Study programme survey of Human Biology
The aim and background of the study programme survey
In April 2011, the staff responsible for the Master’s programme in Human Biology, in cooperation with Education and Student Services at the Faculty of Health and Medical Sciences at the University of Copenhagen, conducted a survey of all graduates. The group studied comprised graduates in Human Biology from the years 1996-2010. The objective of the survey was to clarify the extent to which graduates from the fifteen years prior to the survey perceived the study programme as constituting a solid foundation for their subsequent professional working life. At the same time, the aim was continuous quality assurance, focus on competences and qualifications in the study programme, and a strengthening of the Faculty of Health and Medical Sciences’ recruitment strategy and dialogue with potential employers.
The main results of the survey
In total, 234 out of 385 possible respondents (graduates from 1996-2010) responded to the questionnaire, which yields a response rate of 61%.
The survey shows that 70% of graduates got their first job right after graduation while more than 90% were employed within one year. The unemployment rate amongst respondents is 5.6%.
According to the survey, over half of the graduates continued to complete a PhD degree after their Master’s degree. Amongst these, 84% earned their PhD degree from the University of Copenhagen, 78% of these from the Faculty of Health and Medical Sciences. In addition, 57 graduates were enrolled in a PhD programme at the time of the survey. Thus, 185 of the 234 respondents – 79% – could be expected to earn a PhD degree in the course of the year following the survey. Graduates in Human Biology from within the 15 years preceding the survey are employed in a diverse segment within the biomedical sector. The majority of the earliest graduates in the survey work in the private sector and in industry while the majority of the later graduates are employed in the public sector. This situation likely reflects the fact that more than half of the recent graduates were employed as PhD students at the time of the survey. Of those employed in the private sector, the vast majority work in the pharmaceutical industry and within biotechnology. Graduates employed in the public sector work primarily at universities and hospitals (including the group that is currently enrolled in a PhD programme).

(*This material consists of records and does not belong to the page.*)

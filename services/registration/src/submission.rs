use crate::config::UploadConfig;
use crate::error::RegistrationError;
use crate::schema::AttachmentField;
use axum::extract::multipart::{Field, Multipart, MultipartError};
use std::collections::BTreeMap;
use tracing::debug;

/// Part name carrying the JSON-encoded branch priorities
pub const PRIORITIES_FIELD: &str = "priorities";

/// Limits applied to uploaded files before anything is stored
#[derive(Debug, Clone)]
pub struct UploadPolicy {
    max_file_bytes: usize,
    allowed_content_types: Vec<String>,
}

impl UploadPolicy {
    pub fn new(max_file_bytes: usize, allowed_content_types: Vec<String>) -> Self {
        Self {
            max_file_bytes,
            allowed_content_types,
        }
    }

    pub fn from_config(config: &UploadConfig) -> Self {
        Self::new(config.max_file_bytes, config.allowed_content_types.clone())
    }

    /// Request body limit large enough for every attachment at full size
    pub fn request_body_limit(&self) -> usize {
        self.max_file_bytes
            .saturating_mul(AttachmentField::ALL.len())
            .saturating_add(1024 * 1024)
    }

    pub fn check_content_type(
        &self,
        field: AttachmentField,
        content_type: Option<&str>,
    ) -> Result<(), RegistrationError> {
        let declared = content_type
            .and_then(|value| value.split(';').next())
            .map(|value| value.trim().to_ascii_lowercase());

        match declared {
            Some(declared) if self.allowed_content_types.iter().any(|t| *t == declared) => Ok(()),
            _ => Err(RegistrationError::validation(
                field.name(),
                format!(
                    "Invalid file type for {}. Only JPEG, PNG, and PDF are allowed.",
                    field.name()
                ),
            )),
        }
    }

    pub fn check_size(&self, field: AttachmentField, len: usize) -> Result<(), RegistrationError> {
        if len > self.max_file_bytes {
            return Err(RegistrationError::validation(
                field.name(),
                format!(
                    "File size for {} exceeds {} byte limit",
                    field.name(),
                    self.max_file_bytes
                ),
            ));
        }
        Ok(())
    }
}

/// Field values, priorities and attachments of one submission
#[derive(Debug, Clone, Default, PartialEq)]
pub struct SubmissionForm {
    text: BTreeMap<String, String>,
    priorities: Vec<String>,
    attachments: BTreeMap<AttachmentField, Vec<u8>>,
}

impl SubmissionForm {
    pub fn new() -> Self {
        Self::default()
    }

    pub fn with_text(mut self, name: impl Into<String>, value: impl Into<String>) -> Self {
        self.set_text(name, value);
        self
    }

    pub fn with_priorities(mut self, priorities: Vec<String>) -> Self {
        self.priorities = priorities;
        self
    }

    pub fn with_attachment(mut self, field: AttachmentField, bytes: Vec<u8>) -> Self {
        self.set_attachment(field, bytes);
        self
    }

    pub fn set_text(&mut self, name: impl Into<String>, value: impl Into<String>) {
        self.text.insert(name.into(), value.into());
    }

    /// Trimmed value of a text part; blank values read as absent
    pub fn text(&self, name: &str) -> Option<&str> {
        self.text
            .get(name)
            .map(|value| value.trim())
            .filter(|value| !value.is_empty())
    }

    pub fn applicant_name(&self) -> Option<&str> {
        self.text("name")
    }

    pub fn priorities(&self) -> &[String] {
        &self.priorities
    }

    /// Parse the JSON-encoded priorities part.
    ///
    /// The value must be a JSON array; `null` entries become empty slots so
    /// positions are preserved. A blank value means no priorities.
    pub fn set_priorities_json(&mut self, raw: &str) -> Result<(), RegistrationError> {
        if raw.trim().is_empty() {
            self.priorities.clear();
            return Ok(());
        }

        let invalid = |reason: String| {
            RegistrationError::validation(
                PRIORITIES_FIELD,
                format!("Invalid priorities format: {reason}"),
            )
        };

        let value: serde_json::Value =
            serde_json::from_str(raw).map_err(|e| invalid(e.to_string()))?;
        let entries = value
            .as_array()
            .ok_or_else(|| invalid("Priorities must be an array".to_string()))?;

        self.priorities = entries
            .iter()
            .map(|entry| match entry {
                serde_json::Value::String(branch) => Ok(branch.clone()),
                serde_json::Value::Null => Ok(String::new()),
                other => Err(invalid(format!("unexpected entry {other}"))),
            })
            .collect::<Result<_, _>>()?;

        Ok(())
    }

    /// Store an attachment; empty buffers are treated as not uploaded
    pub fn set_attachment(&mut self, field: AttachmentField, bytes: Vec<u8>) {
        if bytes.is_empty() {
            self.attachments.remove(&field);
        } else {
            self.attachments.insert(field, bytes);
        }
    }

    pub fn attachment(&self, field: AttachmentField) -> Option<&[u8]> {
        self.attachments.get(&field).map(Vec::as_slice)
    }

    /// Read a multipart request into a form, enforcing the upload policy.
    ///
    /// Text parts with unknown names are ignored. File parts must use one
    /// of the attachment names; a file part without a file name (what
    /// browsers send for an untouched file input) is skipped.
    pub async fn from_multipart(
        mut multipart: Multipart,
        policy: &UploadPolicy,
    ) -> Result<Self, RegistrationError> {
        let mut form = Self::new();

        while let Some(field) = multipart.next_field().await.map_err(malformed)? {
            let Some(name) = field.name().map(str::to_owned) else {
                continue;
            };

            match field.file_name() {
                Some(file_name) => {
                    let slot = AttachmentField::from_name(&name).ok_or_else(|| {
                        RegistrationError::validation(
                            name.as_str(),
                            format!("Unexpected file field: {name}"),
                        )
                    })?;
                    if file_name.is_empty() {
                        continue;
                    }
                    policy.check_content_type(slot, field.content_type())?;
                    let bytes = read_limited(field, slot, policy).await?;
                    form.set_attachment(slot, bytes);
                }
                None if name == PRIORITIES_FIELD => {
                    let raw = field.text().await.map_err(malformed)?;
                    form.set_priorities_json(&raw)?;
                }
                None if AttachmentField::from_name(&name).is_some() => {
                    debug!(field = %name, "Ignoring attachment part sent without a file");
                }
                None => {
                    let value = field.text().await.map_err(malformed)?;
                    form.set_text(name, value);
                }
            }
        }

        Ok(form)
    }
}

/// Read a file part chunk by chunk, failing as soon as it exceeds the limit
async fn read_limited(
    mut field: Field<'_>,
    slot: AttachmentField,
    policy: &UploadPolicy,
) -> Result<Vec<u8>, RegistrationError> {
    let mut bytes = Vec::new();
    while let Some(chunk) = field.chunk().await.map_err(malformed)? {
        policy.check_size(slot, bytes.len() + chunk.len())?;
        bytes.extend_from_slice(&chunk);
    }
    Ok(bytes)
}

fn malformed(e: MultipartError) -> RegistrationError {
    RegistrationError::validation("form", format!("Malformed multipart body: {e}"))
}
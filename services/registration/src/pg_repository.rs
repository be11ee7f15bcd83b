use crate::config::DatabaseConfig;
use crate::error::RegistrationError;
use crate::registration::{InsertedRegistration, NewRegistration, Registration};
use crate::repository::RegistrationRepository;
use anyhow::{Context, Result};
use async_trait::async_trait;
use sqlx::postgres::{PgPool, PgPoolOptions};
use tracing::{debug, info, instrument};
use uuid::Uuid;

/// Columns selected for a full registration, in struct order
const REGISTRATION_COLUMNS: &str = r#"
    id, name, guardian_name, address, mobile, residency,
    jee_rank, eapcet_rank, board_10th, max_marks_10th,
    marks_obtained_10th, gpa_10th, board_12th, max_marks_12th,
    marks_obtained_12th, percentage_12th, priorities,
    photo, memo_10th, memo_12th, eapcet_hall_ticket,
    eapcet_rank_card, jee_hall_ticket, jee_rank_card, submitted_at
"#;

/// Registration repository backed by PostgreSQL
pub struct PgRegistrationRepository {
    pool: PgPool,
}

impl PgRegistrationRepository {
    /// Create a new repository with connection pool
    pub async fn new(config: &DatabaseConfig) -> Result<Self> {
        let pool = PgPoolOptions::new()
            .max_connections(config.max_connections)
            .min_connections(config.min_connections)
            .acquire_timeout(config.connect_timeout())
            .idle_timeout(Some(config.idle_timeout()))
            .connect(&config.url)
            .await
            .context("Failed to connect to PostgreSQL")?;

        info!("Connected to PostgreSQL database");

        Ok(Self { pool })
    }

    /// Run database migrations
    pub async fn run_migrations(&self) -> Result<()> {
        info!("Running database migrations");

        sqlx::migrate!("./migrations")
            .run(&self.pool)
            .await
            .context("Failed to run migrations")?;

        info!("Database migrations completed");
        Ok(())
    }
}

#[async_trait]
impl RegistrationRepository for PgRegistrationRepository {
    #[instrument(skip(self, registration), fields(name = %registration.name))]
    async fn insert(
        &self,
        registration: &NewRegistration,
    ) -> Result<InsertedRegistration, RegistrationError> {
        let inserted: InsertedRegistration = sqlx::query_as(
            r#"
            INSERT INTO registrations (
                id, name, guardian_name, address, mobile, residency,
                jee_rank, eapcet_rank, board_10th, max_marks_10th,
                marks_obtained_10th, gpa_10th, board_12th, max_marks_12th,
                marks_obtained_12th, percentage_12th, priorities,
                photo, memo_10th, memo_12th, eapcet_hall_ticket,
                eapcet_rank_card, jee_hall_ticket, jee_rank_card, submitted_at
            ) VALUES (
                $1, $2, $3, $4, $5, $6,
                $7, $8, $9, $10,
                $11, $12, $13, $14,
                $15, $16, $17,
                $18, $19, $20, $21,
                $22, $23, $24, NOW()
            )
            RETURNING id, submitted_at
            "#,
        )
        .bind(Uuid::new_v4())
        .bind(&registration.name)
        .bind(&registration.guardian_name)
        .bind(&registration.address)
        .bind(&registration.mobile)
        .bind(&registration.residency)
        .bind(registration.jee_rank)
        .bind(registration.eapcet_rank)
        .bind(&registration.board_10th)
        .bind(registration.max_marks_10th)
        .bind(registration.marks_obtained_10th)
        .bind(registration.gpa_10th)
        .bind(&registration.board_12th)
        .bind(registration.max_marks_12th)
        .bind(registration.marks_obtained_12th)
        .bind(registration.percentage_12th)
        .bind(&registration.priorities)
        .bind(&registration.photo)
        .bind(&registration.memo_10th)
        .bind(&registration.memo_12th)
        .bind(&registration.eapcet_hall_ticket)
        .bind(&registration.eapcet_rank_card)
        .bind(&registration.jee_hall_ticket)
        .bind(&registration.jee_rank_card)
        .fetch_one(&self.pool)
        .await?;

        debug!(id = %inserted.id, "Registration persisted");

        metrics::counter!("registration.rows_inserted").increment(1);

        Ok(inserted)
    }

    #[instrument(skip(self))]
    async fn fetch(&self, id: Uuid) -> Result<Option<Registration>, RegistrationError> {
        let registration = sqlx::query_as::<_, Registration>(&format!(
            "SELECT {REGISTRATION_COLUMNS} FROM registrations WHERE id = $1"
        ))
        .bind(id)
        .fetch_optional(&self.pool)
        .await?;

        Ok(registration)
    }

    #[instrument(skip(self))]
    async fn fetch_all(&self) -> Result<Vec<Registration>, RegistrationError> {
        let registrations = sqlx::query_as::<_, Registration>(&format!(
            "SELECT {REGISTRATION_COLUMNS} FROM registrations ORDER BY seq ASC"
        ))
        .fetch_all(&self.pool)
        .await?;

        debug!(count = registrations.len(), "Fetched registrations");

        Ok(registrations)
    }

    async fn ping(&self) -> Result<(), RegistrationError> {
        sqlx::query("SELECT 1").execute(&self.pool).await?;
        Ok(())
    }
}
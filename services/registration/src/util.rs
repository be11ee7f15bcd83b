/// Replace everything outside `[A-Za-z0-9_-]` with `_`
pub fn sanitize_path_component(component: &str) -> String {
    component
        .chars()
        .map(|c| match c {
            'a'..='z' | 'A'..='Z' | '0'..='9' | '-' | '_' => c,
            _ => '_',
        })
        .collect()
}

/// Make a client-supplied file name safe for a `Content-Disposition` header.
///
/// Dots are kept so extensions survive; a name made only of dots or that
/// ends up empty falls back to `fallback`.
pub fn sanitize_download_name(name: &str, fallback: &str) -> String {
    let sanitized: String = name
        .chars()
        .map(|c| match c {
            'a'..='z' | 'A'..='Z' | '0'..='9' | '-' | '_' | '.' => c,
            _ => '_',
        })
        .collect();

    if sanitized.chars().all(|c| c == '.') {
        fallback.to_string()
    } else {
        sanitized
    }
}

#[cfg(test)]
mod tests {
    use super::*;

    #[test]
    fn test_sanitize_path_component() {
        assert_eq!(sanitize_path_component("Asha_Rao-2"), "Asha_Rao-2");
        assert_eq!(sanitize_path_component("Asha Rao"), "Asha_Rao");
        assert_eq!(sanitize_path_component("../etc"), "___etc");
        assert_eq!(sanitize_path_component("Rāo"), "R_o");
    }

    #[test]
    fn test_sanitize_download_name() {
        assert_eq!(sanitize_download_name("memo 12th.pdf", "file"), "memo_12th.pdf");
        assert_eq!(sanitize_download_name("a\"b;c.png", "file"), "a_b_c.png");
        assert_eq!(sanitize_download_name("..", "file"), "file");
        assert_eq!(sanitize_download_name("", "file"), "file");
    }
}
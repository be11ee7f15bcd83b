use crate::blob_classifier::{classify, BlobKind};
use crate::config::ExportConfig;
use crate::error::RegistrationError;
use crate::registration::{Registration, ScalarValue};
use crate::schema::{AttachmentField, RegistrationSchema};
use chrono::SecondsFormat;
use printpdf::image_crate::io::Reader as ImageReader;
use rust_xlsxwriter::{Format, Image, Url, Workbook, Worksheet};
use std::io::Cursor;
use tracing::{debug, instrument, warn};
use uuid::Uuid;

pub const XLSX_CONTENT_TYPE: &str =
    "application/vnd.openxmlformats-officedocument.spreadsheetml.sheet";

/// Download name of the exported workbook
pub const EXPORT_FILENAME: &str = "registrations_export.xlsx";

const SHEET_NAME: &str = "Registrations";
const PRIORITY_COLUMN_WIDTH: f64 = 25.0;
const ATTACHMENT_COLUMN_WIDTH: f64 = 20.0;
const SUBMITTED_AT_COLUMN_WIDTH: f64 = 20.0;
/// Thumbnail offset from the cell's top-left corner, in pixels
const THUMBNAIL_OFFSET_PX: u32 = 5;

/// One worksheet column
#[derive(Debug, Clone, PartialEq)]
pub struct Column {
    pub header: String,
    pub width: f64,
}

/// Hyperlink written into an attachment cell
#[derive(Debug, Clone, PartialEq)]
pub struct AttachmentLink {
    pub field: AttachmentField,
    pub kind: BlobKind,
    pub url: String,
    pub text: &'static str,
    pub tip: String,
}

#[derive(Debug, Clone, PartialEq)]
pub enum CellValue {
    Empty,
    Text(String),
    Number(f64),
    Link(AttachmentLink),
}

/// Cell contents of one data row, in column order
#[derive(Debug, Clone, PartialEq)]
pub struct RowPlan {
    pub cells: Vec<CellValue>,
    pub has_attachments: bool,
}

/// Renders registrations into an XLSX workbook
#[derive(Debug, Clone)]
pub struct WorkbookRenderer {
    base_url: String,
    thumbnail_px: u32,
    row_height: f64,
    scalar_names: Vec<&'static str>,
    priority_slots: usize,
    columns: Vec<Column>,
}

impl WorkbookRenderer {
    pub fn new(schema: &RegistrationSchema, config: &ExportConfig) -> Self {
        let mut columns: Vec<Column> = schema
            .scalar_fields()
            .iter()
            .map(|field| Column {
                header: field.label.to_string(),
                width: field.column_width,
            })
            .collect();

        columns.extend((1..=schema.priority_slots()).map(|slot| Column {
            header: format!("Priority {slot}"),
            width: PRIORITY_COLUMN_WIDTH,
        }));

        columns.extend(AttachmentField::ALL.iter().map(|field| Column {
            header: field.label().to_string(),
            width: ATTACHMENT_COLUMN_WIDTH,
        }));

        columns.push(Column {
            header: "Submitted At".to_string(),
            width: SUBMITTED_AT_COLUMN_WIDTH,
        });

        Self {
            base_url: config.public_base_url.trim_end_matches('/').to_string(),
            thumbnail_px: config.thumbnail_px,
            row_height: config.row_height,
            scalar_names: schema.scalar_fields().iter().map(|field| field.name).collect(),
            priority_slots: schema.priority_slots(),
            columns,
        }
    }

    pub fn columns(&self) -> &[Column] {
        &self.columns
    }

    /// URL under which the serving endpoint returns an attachment
    pub fn attachment_url(&self, id: Uuid, field: AttachmentField) -> String {
        format!("{}/api/image/{}/{}", self.base_url, id, field.name())
    }

    /// Lay out the cells of one registration
    pub fn plan_row(&self, registration: &Registration) -> RowPlan {
        let mut cells = Vec::with_capacity(self.columns.len());

        for name in &self.scalar_names {
            cells.push(match registration.scalar(name) {
                Some(ScalarValue::Text(text)) => CellValue::Text(text.to_string()),
                Some(ScalarValue::Number(number)) => CellValue::Number(number),
                None => CellValue::Empty,
            });
        }

        for slot in 0..self.priority_slots {
            cells.push(match registration.priorities.get(slot) {
                Some(branch) if !branch.is_empty() => CellValue::Text(branch.clone()),
                _ => CellValue::Empty,
            });
        }

        let mut has_attachments = false;
        for field in AttachmentField::ALL {
            let link = registration
                .attachment(field)
                .and_then(|bytes| self.attachment_link(registration.id, field, classify(bytes)));
            has_attachments |= link.is_some();
            cells.push(link.map_or(CellValue::Empty, CellValue::Link));
        }

        cells.push(CellValue::Text(
            registration
                .submitted_at
                .to_rfc3339_opts(SecondsFormat::Millis, true),
        ));

        RowPlan {
            cells,
            has_attachments,
        }
    }

    fn attachment_link(
        &self,
        id: Uuid,
        field: AttachmentField,
        kind: BlobKind,
    ) -> Option<AttachmentLink> {
        if !kind.is_displayable() {
            return None;
        }
        let text = if kind.is_image() {
            "View/Download Image"
        } else {
            "View/Download PDF"
        };

        Some(AttachmentLink {
            field,
            kind,
            url: self.attachment_url(id, field),
            text,
            tip: format!("Download {}", field.name()),
        })
    }

    /// Render all registrations into XLSX bytes
    #[instrument(skip(self, registrations), fields(count = registrations.len()))]
    pub fn render(&self, registrations: &[Registration]) -> Result<Vec<u8>, RegistrationError> {
        let mut workbook = Workbook::new();
        let header_format = Format::new().set_bold();

        let worksheet = workbook.add_worksheet();
        worksheet.set_name(SHEET_NAME)?;

        for (col, column) in self.columns.iter().enumerate() {
            let col = col as u16;
            worksheet.set_column_width(col, column.width)?;
            worksheet.write_string_with_format(0, col, &column.header, &header_format)?;
        }

        for (index, registration) in registrations.iter().enumerate() {
            let row = index as u32 + 1;
            let plan = self.plan_row(registration);

            for (col, cell) in plan.cells.iter().enumerate() {
                let col = col as u16;
                match cell {
                    CellValue::Empty => {}
                    CellValue::Text(text) => {
                        worksheet.write_string(row, col, text)?;
                    }
                    CellValue::Number(number) => {
                        worksheet.write_number(row, col, *number)?;
                    }
                    CellValue::Link(link) => {
                        let url = Url::new(&link.url).set_text(link.text).set_tip(&link.tip);
                        worksheet.write_url(row, col, url)?;

                        if link.kind.is_image() {
                            if let Some(bytes) = registration.attachment(link.field) {
                                self.insert_thumbnail(worksheet, row, col, bytes, link)?;
                            }
                        }
                    }
                }
            }

            if plan.has_attachments {
                worksheet.set_row_height(row, self.row_height)?;
            }
        }

        let buffer = workbook.save_to_buffer()?;
        debug!(bytes = buffer.len(), "Workbook rendered");

        Ok(buffer)
    }

    /// Anchor a thumbnail over the cell; undecodable images are skipped
    fn insert_thumbnail(
        &self,
        worksheet: &mut Worksheet,
        row: u32,
        col: u16,
        bytes: &[u8],
        link: &AttachmentLink,
    ) -> Result<(), RegistrationError> {
        if let Err(reason) = probe_image(bytes) {
            warn!(field = %link.field, error = %reason, "Skipping undecodable thumbnail");
            return Ok(());
        }

        let image = match Image::new_from_buffer(bytes) {
            Ok(image) => image,
            Err(e) => {
                warn!(field = %link.field, error = %e, "Skipping unsupported thumbnail");
                return Ok(());
            }
        };

        let size = f64::from(self.thumbnail_px);
        let image = image.set_scale_to_size(size, size, false);
        worksheet.insert_image_with_offset(
            row,
            col,
            &image,
            THUMBNAIL_OFFSET_PX,
            THUMBNAIL_OFFSET_PX,
        )?;

        Ok(())
    }
}

/// Read the image header far enough to know its dimensions
fn probe_image(bytes: &[u8]) -> Result<(u32, u32), String> {
    ImageReader::new(Cursor::new(bytes))
        .with_guessed_format()
        .map_err(|e| e.to_string())?
        .into_dimensions()
        .map_err(|e| e.to_string())
}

On a 4-point Likert scale, 85% of the respondents indicate that their Master’s degree in Human Biology to a ”High” or ”Very high” degree has prepared them well for their subsequent working life. Fewer than 5% indicate that they were “Less well” prepared, while 10% state that they were prepared to a “Certain degree”.
During their studies, approximately half of the graduates engaged in academically and professionally relevant cooperation with an external partner such as a public or private company, institution, or organisation. The survey indicates that this cooperation has had a direct influence on the graduates’ post-graduation employment to a considerable degree in that 50-70% of those that had an external cooperative partner were later employed by them.
Both the recent graduates and the more experienced graduates indicate that the qualifications and skills they have acquired through the study programme to a “High degree” correspond to what is in demand on the labour market. Qualifications and competences acquired in connection with the thesis are regarded as being of particular relevance.
The survey and its results will be taken into account in the further work with quality assurance and development of the study programme.